Producer and MD, Neela Telefilms, Asitkumar Modi firmly stated that the IPR 

belongs to the producers and not the actors personally. “Ultimately it is the producer who gives birth to various aspects of a show which include not only a particular character, but also other specifications like art, design etc, which all comes under the producer’s umbrella. Though these issues can be resolved mutually, but on the legal grounds the IPR rest with the producers”.

Like Grover, another actor who gained success through comedy based shows, actor and comedian Sunil Pal, said, "I think when we see a character on television, it's through the artist who is performing it. And when an artist brings a specific character by his own, then it’s his right on that character, but if a creative team and production house has provided a specific theme or character to artist, only then do they have right to patent it."

On condition of anonymity, an industry personnel marked a distinction on how the issue will be treated in fiction and non-fiction genres. He said, “In fiction where we have daily soaps and drama series, it is easier to plot the exit or replacement a character, since here the focus is usually on the story-telling. Yes, the viewers may be disappointed but then they get used to the change and follow the flow of the story. Hence, in fiction, the channel holds the IPR as they are the decision makers of a character and other things revolving around it. When it comes non-fiction especially comedy, it is the toughest task to be able to get another actor to perform the gags that the viewers were used to watching with a particular actor.”

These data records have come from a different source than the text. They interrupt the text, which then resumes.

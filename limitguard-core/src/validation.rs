//! Definition Table Validation
//!
//! Pure load-time checks over complete definition tables. Every entry is
//! classified as good, bad or unused; the first bad entry and its reason are
//! kept for the report. Nothing here touches the engine, so table
//! collaborators can run the same checks before ever offering a table.
//!
//! Watchpoint entries are checked for data type, operator, message id and
//! float reference sanity. Actionpoint entries are checked for default
//! state, response id, fail threshold, notification severity and finally
//! the RPN equation.

use crate::{
    actionpoint::{Actionpoint, ActionpointDefinition},
    errors::{LcError, LcResult, Table, ValidationReason},
    events::{Notification, TableCounts},
    watchpoint::{Watchpoint, WatchpointDefinition},
};

/// Outcome of validating one table
#[derive(Debug, Clone, Copy, PartialEq, Eq, Default)]
pub struct TableReport {
    /// Good, bad and unused entry counts
    pub counts: TableCounts,
    /// First failing entry and why
    pub first_failure: Option<(u16, ValidationReason)>,
}

impl TableReport {
    /// True when no entry failed
    pub const fn is_valid(&self) -> bool {
        self.first_failure.is_none()
    }

    /// Counts on success, the first failure as an error otherwise
    pub fn into_result(self, table: Table) -> LcResult<TableCounts> {
        match self.first_failure {
            None => Ok(self.counts),
            Some((entry, reason)) => Err(LcError::Validation { table, entry, reason }),
        }
    }

    /// Notification announcing this report
    pub fn notification(&self, table: Table) -> Notification {
        match (table, self.first_failure) {
            (Table::Watchpoint, None) => Notification::WatchTableValidated(self.counts),
            (Table::Actionpoint, None) => Notification::ActionTableValidated(self.counts),
            (Table::Watchpoint, Some((entry, reason))) => Notification::WatchTableRejected {
                entry,
                reason,
                counts: self.counts,
            },
            (Table::Actionpoint, Some((entry, reason))) => Notification::ActionTableRejected {
                entry,
                reason,
                counts: self.counts,
            },
        }
    }

    fn tally<T>(&mut self, entry: usize, decoded: Result<Option<T>, ValidationReason>) {
        match decoded {
            Ok(Some(_)) => self.counts.good += 1,
            Ok(None) => self.counts.unused += 1,
            Err(reason) => {
                self.counts.bad += 1;
                if self.first_failure.is_none() {
                    self.first_failure = Some((entry as u16, reason));
                }
            }
        }
    }
}

/// Validate a watchpoint definition table
pub fn validate_watchpoints(table: &[WatchpointDefinition]) -> TableReport {
    let mut report = TableReport::default();
    for (entry, definition) in table.iter().enumerate() {
        report.tally(entry, Watchpoint::decode(definition));
    }
    report
}

/// Validate an actionpoint definition table
pub fn validate_actionpoints(table: &[ActionpointDefinition]) -> TableReport {
    let mut report = TableReport::default();
    for (entry, definition) in table.iter().enumerate() {
        report.tally(entry, Actionpoint::decode(definition));
    }
    report
}

#[cfg(test)]
mod tests {
    use super::*;
    use crate::{
        actionpoint::ApState,
        constants::limits::{RPN_AND, RPN_EQUAL},
        watchpoint::{DataType, Operator},
    };

    #[test]
    fn counts_every_entry_and_keeps_first_failure() {
        let mut table = [WatchpointDefinition::UNUSED; 6];
        table[0] = WatchpointDefinition::new(DataType::U16Be, Operator::Gt, 0x0801, 12);
        table[2] = WatchpointDefinition { operator_id: 0x42, ..table[0] };
        table[3] = WatchpointDefinition::new(DataType::U8, Operator::Eq, 0x2000, 0);
        table[4] = WatchpointDefinition::new(DataType::F32Le, Operator::Lt, 0x0801, 0)
            .with_float_comparison(3.5);

        let report = validate_watchpoints(&table);
        assert_eq!(report.counts, TableCounts { good: 2, bad: 2, unused: 2 });
        assert_eq!(report.first_failure, Some((2, ValidationReason::Operator)));
        assert!(!report.is_valid());
        assert_eq!(
            report.into_result(Table::Watchpoint),
            Err(LcError::Validation {
                table: Table::Watchpoint,
                entry: 2,
                reason: ValidationReason::Operator,
            })
        );
    }

    #[test]
    fn float_reference_must_be_finite() {
        let table = [
            WatchpointDefinition::new(DataType::F32Be, Operator::Gt, 1, 0)
                .with_float_comparison(f32::INFINITY),
        ];
        let report = validate_watchpoints(&table);
        assert_eq!(report.first_failure, Some((0, ValidationReason::FloatInfinite)));
    }

    #[test]
    fn actionpoint_rpn_failure_reports_position() {
        let table = [
            ActionpointDefinition::new(ApState::Active, 1, 1, &[0, RPN_EQUAL]),
            ActionpointDefinition::unused(),
            ActionpointDefinition::new(ApState::Passive, 1, 1, &[0, RPN_AND, RPN_EQUAL]),
        ];
        let report = validate_actionpoints(&table);
        assert_eq!(report.counts, TableCounts { good: 1, bad: 1, unused: 1 });
        assert_eq!(
            report.first_failure,
            Some((2, ValidationReason::Rpn { index: 1, stack_depth: 1 }))
        );
        assert!(matches!(
            report.notification(Table::Actionpoint),
            Notification::ActionTableRejected { entry: 2, .. }
        ));
    }

    #[test]
    fn clean_table_announces_counts() {
        let table = [ActionpointDefinition::new(ApState::Disabled, 7, 3, &[0, RPN_EQUAL])];
        let report = validate_actionpoints(&table);
        assert!(report.is_valid());
        assert_eq!(
            report.notification(Table::Actionpoint),
            Notification::ActionTableValidated(TableCounts { good: 1, bad: 0, unused: 0 })
        );
    }
}
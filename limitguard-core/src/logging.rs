//! Optional logging
//!
//! With the `log` feature the macros forward to the `log` crate. Without it
//! they only type-check their arguments, so `no_std` builds carry no
//! formatting code.

#[cfg(feature = "log")]
macro_rules! lc_debug {
    ($($arg:tt)*) => { log::debug!($($arg)*) };
}

#[cfg(not(feature = "log"))]
macro_rules! lc_debug {
    ($($arg:tt)*) => { if false { let _ = format_args!($($arg)*); } };
}

#[cfg(feature = "log")]
macro_rules! lc_info {
    ($($arg:tt)*) => { log::info!($($arg)*) };
}

#[cfg(not(feature = "log"))]
macro_rules! lc_info {
    ($($arg:tt)*) => { if false { let _ = format_args!($($arg)*); } };
}

#[cfg(feature = "log")]
macro_rules! lc_warn {
    ($($arg:tt)*) => { log::warn!($($arg)*) };
}

#[cfg(not(feature = "log"))]
macro_rules! lc_warn {
    ($($arg:tt)*) => { if false { let _ = format_args!($($arg)*); } };
}

#[cfg(feature = "log")]
macro_rules! lc_error {
    ($($arg:tt)*) => { log::error!($($arg)*) };
}

#[cfg(not(feature = "log"))]
macro_rules! lc_error {
    ($($arg:tt)*) => { if false { let _ = format_args!($($arg)*); } };
}
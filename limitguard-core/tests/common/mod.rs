//! Common test utilities for integration tests
//!
//! This module provides:
//! - A recording transport and a recording notification sink
//! - Table builders that start from all-unused definition tables
//! - Packet builders for big- and little-endian fields

#![allow(dead_code)]

use limitguard_core::{
    constants::{MAX_ACTIONPOINTS, MAX_WATCHPOINTS},
    ActionpointDefinition, Engine, EventSink, LoadReport, Message, MessageId, NoCustomPredicate,
    Notification, SampleRequest, Transport, TransportStatus, WatchpointDefinition,
};

/// Transport that remembers every call
#[derive(Debug, Default)]
pub struct RecordingTransport {
    pub subscribed: Vec<MessageId>,
    pub unsubscribed: Vec<MessageId>,
    pub responses: Vec<u16>,
    /// Identifiers whose registration fails with status -1
    pub refuse: Vec<MessageId>,
    /// Identifiers whose withdrawal fails with status -2
    pub refuse_unsubscribe: Vec<MessageId>,
}

impl Transport for RecordingTransport {
    fn subscribe(&mut self, id: MessageId) -> Result<(), TransportStatus> {
        self.subscribed.push(id);
        if self.refuse.contains(&id) {
            Err(-1)
        } else {
            Ok(())
        }
    }

    fn unsubscribe(&mut self, id: MessageId) -> Result<(), TransportStatus> {
        self.unsubscribed.push(id);
        if self.refuse_unsubscribe.contains(&id) {
            Err(-2)
        } else {
            Ok(())
        }
    }

    fn send_response(&mut self, response_id: u16) {
        self.responses.push(response_id);
    }
}

/// Sink that keeps every notification
#[derive(Debug, Default)]
pub struct RecordingSink {
    pub notifications: Vec<Notification>,
}

impl EventSink for RecordingSink {
    fn emit(&mut self, notification: &Notification) {
        self.notifications.push(notification.clone());
    }
}

impl RecordingSink {
    /// Number of notifications carrying `id`
    pub fn count(&self, id: u16) -> usize {
        self.notifications.iter().filter(|n| n.id() == id).count()
    }

    /// Drop everything recorded so far
    pub fn clear(&mut self) {
        self.notifications.clear();
    }
}

/// All-unused watchpoint table
pub fn watch_table() -> [WatchpointDefinition; MAX_WATCHPOINTS] {
    [WatchpointDefinition::UNUSED; MAX_WATCHPOINTS]
}

/// All-unused actionpoint table
pub fn action_table() -> [ActionpointDefinition; MAX_ACTIONPOINTS] {
    core::array::from_fn(|_| ActionpointDefinition::unused())
}

/// Engine, collaborators and packet time in one place
pub struct Harness {
    pub engine: Engine,
    pub transport: RecordingTransport,
    pub sink: RecordingSink,
    pub time: u64,
}

impl Harness {
    /// Fresh engine with the given tables loaded
    pub fn load(
        watchpoints: &[WatchpointDefinition; MAX_WATCHPOINTS],
        actionpoints: &[ActionpointDefinition; MAX_ACTIONPOINTS],
    ) -> Self {
        let mut harness = Self {
            engine: Engine::new(),
            transport: RecordingTransport::default(),
            sink: RecordingSink::default(),
            time: 0,
        };
        harness
            .reload(watchpoints, actionpoints)
            .expect("test tables must validate");
        harness
    }

    /// Load new tables into the running engine
    pub fn reload(
        &mut self,
        watchpoints: &[WatchpointDefinition; MAX_WATCHPOINTS],
        actionpoints: &[ActionpointDefinition; MAX_ACTIONPOINTS],
    ) -> limitguard_core::LcResult<LoadReport> {
        self.engine
            .load_tables(watchpoints, actionpoints, &mut self.transport, &mut self.sink)
    }

    /// Deliver one packet, advancing packet time by one tick
    pub fn deliver(&mut self, id: u16, payload: &[u8]) {
        self.time += 1;
        self.engine.process_message(
            &Message::new(MessageId(id), payload, self.time),
            &mut NoCustomPredicate,
            &mut self.sink,
        );
    }

    /// Sample every actionpoint
    pub fn sample_all(&mut self) {
        self.engine
            .sample(SampleRequest::all(), &mut self.transport, &mut self.sink)
            .expect("sampling all actionpoints cannot be out of range");
    }
}

/// Payload of `len` zero bytes with a big-endian u16 at `offset`
pub fn packet_u16_be(len: usize, offset: usize, value: u16) -> Vec<u8> {
    let mut packet = vec![0u8; len];
    packet[offset..offset + 2].copy_from_slice(&value.to_be_bytes());
    packet
}

/// Payload of `len` zero bytes with a little-endian f32 at `offset`
pub fn packet_f32_le(len: usize, offset: usize, value: f32) -> Vec<u8> {
    let mut packet = vec![0u8; len];
    packet[offset..offset + 4].copy_from_slice(&value.to_le_bytes());
    packet
}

He believes that in the mentioned case of Gutthi and the channel involved, most 

power is with the broadcaster and its them who need to take lead in the deciding as to how to draw up plans to hold back the ‘good actors’ they have brought on board. He said that possibly a better remuneration offered would not tempt a writer or an artist or any other team member to hunt for other houses to work with. He also, goes on to say, “Also, with so many rumours around the issue, I am also, assuming that it’s not only the remuneration aspect, but intangibilities like ‘ego’ of the actors has also got a role to play in this tiff. On moral and ethical grounds, though the exit means more power to the talent, it also in a way means certain disrespect to the platform that gave the actor a conducive environment to perform and gain success”.

He also said that ‘not holding’ the IPR should not stop the actor from performing. Though at the behest of the channel he gained success, but if he has quit, he ought to prove his mettle by doing something really brilliant. 

Sukesh Motwani, Independent Channel Consultant and Producer said, “The incident has in a way forced people from the industry and the fraternities involved in the issue – the actors, producers and the channel to again strengthen their perspective and norms as to how talent, ideas and creativity should be copyrighted and correctly compensated”.

We at Adgully, just like other viewers await the final decision on whose Gutthi is she anyway!